##### SOURCE INFORMATION #####

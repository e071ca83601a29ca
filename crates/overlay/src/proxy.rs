//! Proxy registration and relay.
//!
//! A symmetric NAT allocates a fresh external endpoint per destination,
//! so nothing unsolicited ever gets in: such a node picks the globally
//! reachable node closest to its own identifier and keeps a registration
//! alive there. The proxy then
//!
//! - answers rendezvous queries for the registrant with *its own*
//!   endpoint (see the DTUN find-value path), pulling the registrant's
//!   traffic here,
//! - relays datagram and stream frames addressed to the registrant,
//!   rewriting only the UDP destination, and
//! - runs DHT puts and gets on the registrant's behalf (`proxy-store` /
//!   `proxy-get`), since the registrant cannot reach the replica set
//!   directly.

use std::net::SocketAddr;
use std::time::{Duration, Instant};

use ahash::{HashMap, HashMapExt};
use bytes::BytesMut;
use rand::Rng;

use codec::id::NodeId;
use codec::messages::{ProxyGet, ProxyGetReply, ProxyRegister, Store};
use codec::{Header, MsgType};

use crate::lookup::{LookupGoal, LookupKind};
use crate::nat::NatState;
use crate::node::NodeState;
use crate::timer::Timeout;
use crate::{NodeAddr, NodeEvent, Realm};

/// Client-side re-registration cadence; also the NAT keep-alive.
pub const REGISTER_INTERVAL: Duration = Duration::from_secs(5);

/// A registration attempt may be retried after this.
pub const REGISTER_GUARD: Duration = Duration::from_secs(2);

/// Server-side registration lifetime.
pub const REGISTERED_TTL: Duration = Duration::from_secs(10);

#[derive(Debug, Clone, Copy)]
pub struct Registration {
    pub addr: SocketAddr,
    pub session: u32,
    pub at: Instant,
}

#[derive(Debug)]
pub struct Proxy {
    /// Registrants we relay for.
    registered: HashMap<NodeId, Registration>,
    /// Our own registration session, drawn once per run.
    session: u32,
    registering: bool,
    /// The proxy we registered with, once picked.
    pub my_proxy: Option<NodeAddr>,
    /// Proxied gets we are waiting on, nonce → user operation.
    pending_gets: HashMap<u32, u64>,
}

impl Proxy {
    pub fn new() -> Self {
        Self {
            registered: HashMap::new(),
            session: rand::rng().random(),
            registering: false,
            my_proxy: None,
            pending_gets: HashMap::new(),
        }
    }

    /// A live registration for `id`, if any.
    pub fn registration(&self, now: Instant, id: &NodeId) -> Option<Registration> {
        self.registered
            .get(id)
            .filter(|r| now.duration_since(r.at) <= REGISTERED_TTL)
            .copied()
    }

    pub fn sweep(&mut self, now: Instant) {
        self.registered
            .retain(|_, r| now.duration_since(r.at) <= REGISTERED_TTL);
    }
}

impl Default for Proxy {
    fn default() -> Self {
        Self::new()
    }
}

impl NodeState {
    /// Find the closest globally reachable node and register with it.
    pub(crate) fn proxy_register(&mut self, now: Instant) {
        if self.proxy.registering {
            return;
        }

        self.proxy.registering = true;
        let nonce: u32 = rand::rng().random();
        self.timers.schedule(
            now + REGISTER_GUARD,
            Timeout::ProxyRegisterGuard { nonce },
        );

        self.start_lookup(
            now,
            Realm::Dtun,
            LookupKind::FindNode,
            self.id,
            LookupGoal::ProxyRegister,
        );
    }

    /// Continuation of [`proxy_register`]: pick the first reachable
    /// candidate as our proxy.
    pub(crate) fn proxy_register_finished(&mut self, nodes: &[NodeAddr]) {
        for node in nodes {
            let Some(addr) = node.addr else {
                continue;
            };
            if node.id == self.id {
                continue;
            }

            let mut buf = BytesMut::new();
            ProxyRegister {
                session: self.proxy.session,
                nonce: rand::rng().random(),
            }
            .encode(&self.id, &node.id, &mut buf);
            self.outbox.push(addr, buf.freeze());

            self.proxy.my_proxy = Some(*node);
            log::debug!("[proxy] registering with {}", node.id);
            break;
        }
    }

    pub(crate) fn on_proxy_register_guard(&mut self, _nonce: u32) {
        self.proxy.registering = false;
    }

    pub(crate) fn on_proxy_register_tick(&mut self, now: Instant) {
        if self.nat.state == NatState::SymmetricNat {
            self.proxy_register(now);
        }
        self.timers
            .schedule(now + REGISTER_INTERVAL, Timeout::ProxyRegister);
    }

    pub(crate) fn recv_proxy_register(
        &mut self,
        now: Instant,
        hdr: &Header,
        body: &[u8],
        from: SocketAddr,
    ) {
        let Ok(msg) = ProxyRegister::decode(body) else {
            return;
        };

        let restarted = self.peers.add_with_session(now, hdr.src, from, msg.session);
        if restarted {
            self.forget_restarted_peer(&hdr.src);
        }

        self.proxy.registered.insert(
            hdr.src,
            Registration {
                addr: from,
                session: msg.session,
                at: now,
            },
        );
        log::debug!("[proxy] holding registration for {}", hdr.src);
    }

    /// Relay a frame addressed to a registrant. Returns true when the
    /// frame was forwarded.
    pub(crate) fn proxy_relay(&mut self, now: Instant, dst: &NodeId, datagram: &[u8]) -> bool {
        let Some(reg) = self.proxy.registration(now, dst) else {
            return false;
        };

        self.outbox
            .push(reg.addr, bytes::Bytes::copy_from_slice(datagram));
        true
    }

    /// A registrant asked us to store on its behalf.
    pub(crate) fn recv_proxy_store(&mut self, now: Instant, hdr: &Header, body: &[u8]) {
        let Ok(msg) = Store::decode(body) else {
            return;
        };
        if self.proxy.registration(now, &hdr.src).is_none() {
            return;
        }

        self.dht_put(now, msg.key, msg.value, msg.ttl, msg.unique, hdr.src);
    }

    /// A registrant asked us to fetch on its behalf.
    pub(crate) fn recv_proxy_get(&mut self, now: Instant, hdr: &Header, body: &[u8]) {
        let Ok(msg) = ProxyGet::decode(body) else {
            return;
        };
        if self.proxy.registration(now, &hdr.src).is_none() {
            return;
        }

        self.dht_get(
            now,
            msg.key,
            LookupGoal::ProxiedGet {
                nonce: msg.nonce,
                requester: hdr.src,
            },
        );
    }

    /// Continuation of [`recv_proxy_get`]: ship the answer back.
    pub(crate) fn proxied_get_finished(
        &mut self,
        now: Instant,
        nonce: u32,
        requester: NodeId,
        values: Option<Vec<bytes::Bytes>>,
    ) {
        let Some(reg) = self.proxy.registration(now, &requester) else {
            return;
        };

        let mut buf = BytesMut::new();
        ProxyGetReply { nonce, values }.encode(&self.id, &requester, &mut buf);
        self.outbox.push(reg.addr, buf.freeze());
    }

    /// Client side: run a put through our proxy.
    pub(crate) fn put_via_proxy(
        &mut self,
        key: bytes::Bytes,
        value: bytes::Bytes,
        ttl: u16,
        unique: bool,
    ) -> bool {
        let Some(proxy) = self.proxy.my_proxy else {
            return false;
        };
        let Some(addr) = proxy.addr else {
            return false;
        };

        let mut buf = BytesMut::new();
        Store {
            target: NodeId::sha1(&key),
            ttl,
            unique,
            key,
            value,
        }
        .encode(MsgType::ProxyStore, &self.id, &proxy.id, &mut buf);
        self.outbox.push(addr, buf.freeze());
        true
    }

    /// Client side: run a get through our proxy.
    pub(crate) fn get_via_proxy(&mut self, key: bytes::Bytes, op: u64) -> bool {
        let Some(proxy) = self.proxy.my_proxy else {
            return false;
        };
        let Some(addr) = proxy.addr else {
            return false;
        };

        let nonce = {
            let mut rng = rand::rng();
            loop {
                let nonce: u32 = rng.random();
                if !self.proxy.pending_gets.contains_key(&nonce) {
                    break nonce;
                }
            }
        };
        self.proxy.pending_gets.insert(nonce, op);

        let mut buf = BytesMut::new();
        ProxyGet {
            nonce,
            target: NodeId::sha1(&key),
            key,
        }
        .encode(&self.id, &proxy.id, &mut buf);
        self.outbox.push(addr, buf.freeze());
        true
    }

    pub(crate) fn recv_proxy_get_reply(&mut self, body: &[u8]) {
        let Ok(msg) = ProxyGetReply::decode(body) else {
            return;
        };

        let Some(op) = self.proxy.pending_gets.remove(&msg.nonce) else {
            return;
        };
        self.events.push(NodeEvent::GetDone {
            op,
            values: msg.values,
        });
    }
}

#####

WHAT YOU NEED TO DO: Only the lines above, from the first through the one holding "The proxy then", are to be output, and they must be copied exactly.

SOLVED EXERCISE:
repository e071ca83601a29ca
filename crates/overlay/src/proxy.rs
//! Proxy registration and relay.
//!
//! A symmetric NAT allocates a fresh external endpoint per destination,
//! so nothing unsolicited ever gets in: such a node picks the globally
//! reachable node closest to its own identifier and keeps a registration
//! alive there. The proxy then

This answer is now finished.